Records from a data source
◆ ◆ ◆ ◆ ◆ ◆ ◆
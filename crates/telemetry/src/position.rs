use chrono::{DateTime, Utc};
use serde::{Deserialize, Serialize};

use crate::error::{Error, Result};

/// A WGS84 point in decimal degrees.
#[derive(Debug, Clone, Copy, Default, PartialEq, Serialize, Deserialize)]
#[serde(rename_all = "camelCase")]
pub struct Coordinate {
    pub latitude: f64,
    pub longitude: f64,
}

/// Classification of a single telemetry sample.
#[derive(Debug, Clone, Copy, PartialEq, Eq, Serialize, Deserialize)]
#[serde(rename_all = "snake_case")]
pub enum SampleTag {
    Movement,
    Stop,
    Speeding,
}

impl SampleTag {
    fn parse(value: &str) -> Option<Self> {
        match value {
            "movement" => Some(Self::Movement),
            "stop" => Some(Self::Stop),
            "speeding" => Some(Self::Speeding),
            _ => None,
        }
    }
}

/// One validated telemetry sample. Immutable once recorded; ownership belongs
/// to the telemetry store and the tracking core only ever reads it.
#[derive(Debug, Clone, PartialEq, Serialize, Deserialize)]
#[serde(rename_all = "camelCase")]
pub struct VehiclePosition {
    pub vehicle_id: String,
    pub latitude: f64,
    pub longitude: f64,
    /// Speed over ground in km/h. Absent when the device sends no speed signal.
    #[serde(default)]
    pub speed: Option<f64>,
    /// Heading in degrees, 0–359.
    #[serde(default)]
    pub heading: Option<u16>,
    pub updated_at: DateTime<Utc>,
    #[serde(default)]
    pub tag: Option<SampleTag>,
}

impl VehiclePosition {
    #[must_use]
    pub const fn coordinate(&self) -> Coordinate {
        Coordinate { latitude: self.latitude, longitude: self.longitude }
    }

    /// Checks the telemetry invariants: latitude in [-90, 90], longitude in
    /// [-180, 180], speed non-negative, heading below 360.
    ///
    /// # Errors
    ///
    /// Returns `Error::MalformedTelemetry` identifying the sample and the
    /// violated field.
    pub fn validate(&self) -> Result<()> {
        if !(-90.0..=90.0).contains(&self.latitude) {
            return Err(self.malformed(format!("latitude {} out of range", self.latitude)));
        }
        if !(-180.0..=180.0).contains(&self.longitude) {
            return Err(self.malformed(format!("longitude {} out of range", self.longitude)));
        }
        if let Some(speed) = self.speed
            && (speed < 0.0 || speed.is_nan())
        {
            return Err(self.malformed(format!("speed {speed} is negative or not a number")));
        }
        if let Some(heading) = self.heading
            && heading > 359
        {
            return Err(self.malformed(format!("heading {heading} out of range")));
        }
        Ok(())
    }

    fn malformed(&self, detail: String) -> Error {
        Error::MalformedTelemetry(format!(
            "vehicle {} at {}: {detail}",
            self.vehicle_id, self.updated_at
        ))
    }
}

/// A raw position row as the data store returns it: every field optional, the
/// timestamp in epoch seconds, the tag free text. Conversion into
/// [`VehiclePosition`] is the single chokepoint where store-shape drift becomes
/// `MalformedTelemetry`.
#[derive(Debug, Clone, Default, Serialize, Deserialize)]
#[serde(default, rename_all = "camelCase")]
pub struct PositionRecord {
    pub vehicle_id: Option<String>,
    pub latitude: Option<f64>,
    pub longitude: Option<f64>,
    pub speed: Option<f64>,
    pub heading: Option<i64>,
    pub updated_at: Option<i64>,
    pub tag: Option<String>,
}

impl TryFrom<PositionRecord> for VehiclePosition {
    type Error = Error;

    fn try_from(record: PositionRecord) -> Result<Self> {
        let vehicle_id = record
            .vehicle_id
            .filter(|id| !id.is_empty())
            .ok_or_else(|| Error::MalformedTelemetry("row without vehicle id".to_string()))?;

        let missing = |field: &str| {
            Error::MalformedTelemetry(format!("vehicle {vehicle_id}: row missing {field}"))
        };
        let latitude = record.latitude.ok_or_else(|| missing("latitude"))?;
        let longitude = record.longitude.ok_or_else(|| missing("longitude"))?;
        let epoch = record.updated_at.ok_or_else(|| missing("updated_at"))?;

        let updated_at = DateTime::<Utc>::from_timestamp(epoch, 0).ok_or_else(|| {
            Error::MalformedTelemetry(format!("vehicle {vehicle_id}: timestamp {epoch} out of range"))
        })?;

        let heading = match record.heading {
            Some(value) => Some(u16::try_from(value).map_err(|_| {
                Error::MalformedTelemetry(format!("vehicle {vehicle_id}: heading {value} out of range"))
            })?),
            None => None,
        };

        let tag = match record.tag.as_deref() {
            Some(value) => Some(SampleTag::parse(value).ok_or_else(|| {
                Error::MalformedTelemetry(format!("vehicle {vehicle_id}: unknown tag {value:?}"))
            })?),
            None => None,
        };

        let position = Self {
            vehicle_id,
            latitude,
            longitude,
            speed: record.speed,
            heading,
            updated_at,
            tag,
        };
        position.validate()?;
        Ok(position)
    }
}

#[cfg(test)]
mod tests {
    use chrono::{TimeZone, Utc};
    use pretty_assertions::assert_eq;

    use super::{PositionRecord, SampleTag, VehiclePosition};

    fn record() -> PositionRecord {
        PositionRecord {
            vehicle_id: Some("v-001".to_string()),
            latitude: Some(-36.8485),
            longitude: Some(174.7633),
            speed: Some(52.0),
            heading: Some(270),
            updated_at: Some(1_752_000_000),
            tag: Some("movement".to_string()),
        }
    }

    #[test]
    fn record_converts() {
        let position = VehiclePosition::try_from(record()).expect("valid row");

        assert_eq!(position.vehicle_id, "v-001");
        assert_eq!(position.heading, Some(270));
        assert_eq!(position.tag, Some(SampleTag::Movement));
        assert_eq!(position.updated_at, Utc.timestamp_opt(1_752_000_000, 0).unwrap());
    }

    #[test]
    fn missing_vehicle_id_rejected() {
        let row = PositionRecord { vehicle_id: None, ..record() };
        let err = VehiclePosition::try_from(row).unwrap_err();
        assert_eq!(err.code(), "malformed_telemetry");
    }

    #[test]
    fn missing_coordinate_rejected() {
        let row = PositionRecord { longitude: None, ..record() };
        let err = VehiclePosition::try_from(row).unwrap_err();
        assert!(err.to_string().contains("missing longitude"));
    }

    #[test]
    fn out_of_range_latitude_rejected() {
        let row = PositionRecord { latitude: Some(91.2), ..record() };
        let err = VehiclePosition::try_from(row).unwrap_err();
        assert!(err.to_string().contains("latitude"));
    }

    #[test]
    fn negative_speed_rejected() {
        let row = PositionRecord { speed: Some(-4.0), ..record() };
        let err = VehiclePosition::try_from(row).unwrap_err();
        assert!(err.to_string().contains("speed"));
    }

    #[test]
    fn heading_wraparound_rejected() {
        let row = PositionRecord { heading: Some(360), ..record() };
        let err = VehiclePosition::try_from(row).unwrap_err();
        assert!(err.to_string().contains("heading"));
    }

    #[test]
    fn unknown_tag_rejected() {
        let row = PositionRecord { tag: Some("teleport".to_string()), ..record() };
        let err = VehiclePosition::try_from(row).unwrap_err();
        assert!(err.to_string().contains("unknown tag"));
    }

    #[test]
    fn optional_fields_stay_optional() {
        let row = PositionRecord { speed: None, heading: None, tag: None, ..record() };
        let position = VehiclePosition::try_from(row).expect("valid row");

        assert_eq!(position.speed, None);
        assert_eq!(position.heading, None);
        assert_eq!(position.tag, None);
    }
}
◆ ◆ ◆ ◆ ◆ ◆ ◆
Retype all the data, keeping every character the same.

• [SOLUTION]:
filename crates/telemetry/src/position.rs
use chrono::{DateTime, Utc};
use serde::{Deserialize, Serialize};

use crate::error::{Error, Result};

/// A WGS84 point in decimal degrees.
#[derive(Debug, Clone, Copy, Default, PartialEq, Serialize, Deserialize)]
#[serde(rename_all = "camelCase")]
pub struct Coordinate {
    pub latitude: f64,
    pub longitude: f64,
}

/// Classification of a single telemetry sample.
#[derive(Debug, Clone, Copy, PartialEq, Eq, Serialize, Deserialize)]
#[serde(rename_all = "snake_case")]
pub enum SampleTag {
    Movement,
    Stop,
    Speeding,
}

impl SampleTag {
    fn parse(value: &str) -> Option<Self> {
        match value {
            "movement" => Some(Self::Movement),
            "stop" => Some(Self::Stop),
            "speeding" => Some(Self::Speeding),
            _ => None,
        }
    }
}

/// One validated telemetry sample. Immutable once recorded; ownership belongs
/// to the telemetry store and the tracking core only ever reads it.
#[derive(Debug, Clone, PartialEq, Serialize, Deserialize)]
#[serde(rename_all = "camelCase")]
pub struct VehiclePosition {
    pub vehicle_id: String,
    pub latitude: f64,
    pub longitude: f64,
    /// Speed over ground in km/h. Absent when the device sends no speed signal.
    #[serde(default)]
    pub speed: Option<f64>,
    /// Heading in degrees, 0–359.
    #[serde(default)]
    pub heading: Option<u16>,
    pub updated_at: DateTime<Utc>,
    #[serde(default)]
    pub tag: Option<SampleTag>,
}

impl VehiclePosition {
    #[must_use]
    pub const fn coordinate(&self) -> Coordinate {
        Coordinate { latitude: self.latitude, longitude: self.longitude }
    }

    /// Checks the telemetry invariants: latitude in [-90, 90], longitude in
    /// [-180, 180], speed non-negative, heading below 360.
    ///
    /// # Errors
    ///
    /// Returns `Error::MalformedTelemetry` identifying the sample and the
    /// violated field.
    pub fn validate(&self) -> Result<()> {
        if !(-90.0..=90.0).contains(&self.latitude) {
            return Err(self.malformed(format!("latitude {} out of range", self.latitude)));
        }
        if !(-180.0..=180.0).contains(&self.longitude) {
            return Err(self.malformed(format!("longitude {} out of range", self.longitude)));
        }
        if let Some(speed) = self.speed
            && (speed < 0.0 || speed.is_nan())
        {
            return Err(self.malformed(format!("speed {speed} is negative or not a number")));
        }
        if let Some(heading) = self.heading
            && heading > 359
        {
            return Err(self.malformed(format!("heading {heading} out of range")));
        }
        Ok(())
    }

    fn malformed(&self, detail: String) -> Error {
        Error::MalformedTelemetry(format!(
            "vehicle {} at {}: {detail}",
            self.vehicle_id, self.updated_at
        ))
    }
}

/// A raw position row as the data store returns it: every field optional, the
/// timestamp in epoch seconds, the tag free text. Conversion into
/// [`VehiclePosition`] is the single chokepoint where store-shape drift becomes
/// `MalformedTelemetry`.
#[derive(Debug, Clone, Default, Serialize, Deserialize)]
#[serde(default, rename_all = "camelCase")]
pub struct PositionRecord {
    pub vehicle_id: Option<String>,
    pub latitude: Option<f64>,
    pub longitude: Option<f64>,
    pub speed: Option<f64>,
    pub heading: Option<i64>,
    pub updated_at: Option<i64>,
    pub tag: Option<String>,
}

impl TryFrom<PositionRecord> for VehiclePosition {
    type Error = Error;

    fn try_from(record: PositionRecord) -> Result<Self> {
        let vehicle_id = record
            .vehicle_id
            .filter(|id| !id.is_empty())
            .ok_or_else(|| Error::MalformedTelemetry("row without vehicle id".to_string()))?;

        let missing = |field: &str| {
            Error::MalformedTelemetry(format!("vehicle {vehicle_id}: row missing {field}"))
        };
        let latitude = record.latitude.ok_or_else(|| missing("latitude"))?;
        let longitude = record.longitude.ok_or_else(|| missing("longitude"))?;
        let epoch = record.updated_at.ok_or_else(|| missing("updated_at"))?;

        let updated_at = DateTime::<Utc>::from_timestamp(epoch, 0).ok_or_else(|| {
            Error::MalformedTelemetry(format!("vehicle {vehicle_id}: timestamp {epoch} out of range"))
        })?;

        let heading = match record.heading {
            Some(value) => Some(u16::try_from(value).map_err(|_| {
                Error::MalformedTelemetry(format!("vehicle {vehicle_id}: heading {value} out of range"))
            })?),
            None => None,
        };

        let tag = match record.tag.as_deref() {
            Some(value) => Some(SampleTag::parse(value).ok_or_else(|| {
                Error::MalformedTelemetry(format!("vehicle {vehicle_id}: unknown tag {value:?}"))
            })?),
            None => None,
        };

        let position = Self {
            vehicle_id,
            latitude,
            longitude,
            speed: record.speed,
            heading,
            updated_at,
            tag,
        };
        position.validate()?;
        Ok(position)
    }
}

#[cfg(test)]
mod tests {
    use chrono::{TimeZone, Utc};
    use pretty_assertions::assert_eq;

    use super::{PositionRecord, SampleTag, VehiclePosition};

    fn record() -> PositionRecord {
        PositionRecord {
            vehicle_id: Some("v-001".to_string()),
            latitude: Some(-36.8485),
            longitude: Some(174.7633),
            speed: Some(52.0),
            heading: Some(270),
            updated_at: Some(1_752_000_000),
            tag: Some("movement".to_string()),
        }
    }

    #[test]
    fn record_converts() {
        let position = VehiclePosition::try_from(record()).expect("valid row");

        assert_eq!(position.vehicle_id, "v-001");
        assert_eq!(position.heading, Some(270));
        assert_eq!(position.tag, Some(SampleTag::Movement));
        assert_eq!(position.updated_at, Utc.timestamp_opt(1_752_000_000, 0).unwrap());
    }

    #[test]
    fn missing_vehicle_id_rejected() {
        let row = PositionRecord { vehicle_id: None, ..record() };
        let err = VehiclePosition::try_from(row).unwrap_err();
        assert_eq!(err.code(), "malformed_telemetry");
    }

    #[test]
    fn missing_coordinate_rejected() {
        let row = PositionRecord { longitude: None, ..record() };
        let err = VehiclePosition::try_from(row).unwrap_err();
        assert!(err.to_string().contains("missing longitude"));
    }

    #[test]
    fn out_of_range_latitude_rejected() {
        let row = PositionRecord { latitude: Some(91.2), ..record() };
        let err = VehiclePosition::try_from(row).unwrap_err();
        assert!(err.to_string().contains("latitude"));
    }

    #[test]
    fn negative_speed_rejected() {
        let row = PositionRecord { speed: Some(-4.0), ..record() };
        let err = VehiclePosition::try_from(row).unwrap_err();
        assert!(err.to_string().contains("speed"));
    }

    #[test]
    fn heading_wraparound_rejected() {
        let row = PositionRecord { heading: Some(360), ..record() };
        let err = VehiclePosition::try_from(row).unwrap_err();
        assert!(err.to_string().contains("heading"));
    }

    #[test]
    fn unknown_tag_rejected() {
        let row = PositionRecord { tag: Some("teleport".to_string()), ..record() };
        let err = VehiclePosition::try_from(row).unwrap_err();
        assert!(err.to_string().contains("unknown tag"));
    }

    #[test]
    fn optional_fields_stay_optional() {
        let row = PositionRecord { speed: None, heading: None, tag: None, ..record() };
        let position = VehiclePosition::try_from(row).expect("valid row");

        assert_eq!(position.speed, None);
        assert_eq!(position.heading, None);
        assert_eq!(position.tag, None);
    }
}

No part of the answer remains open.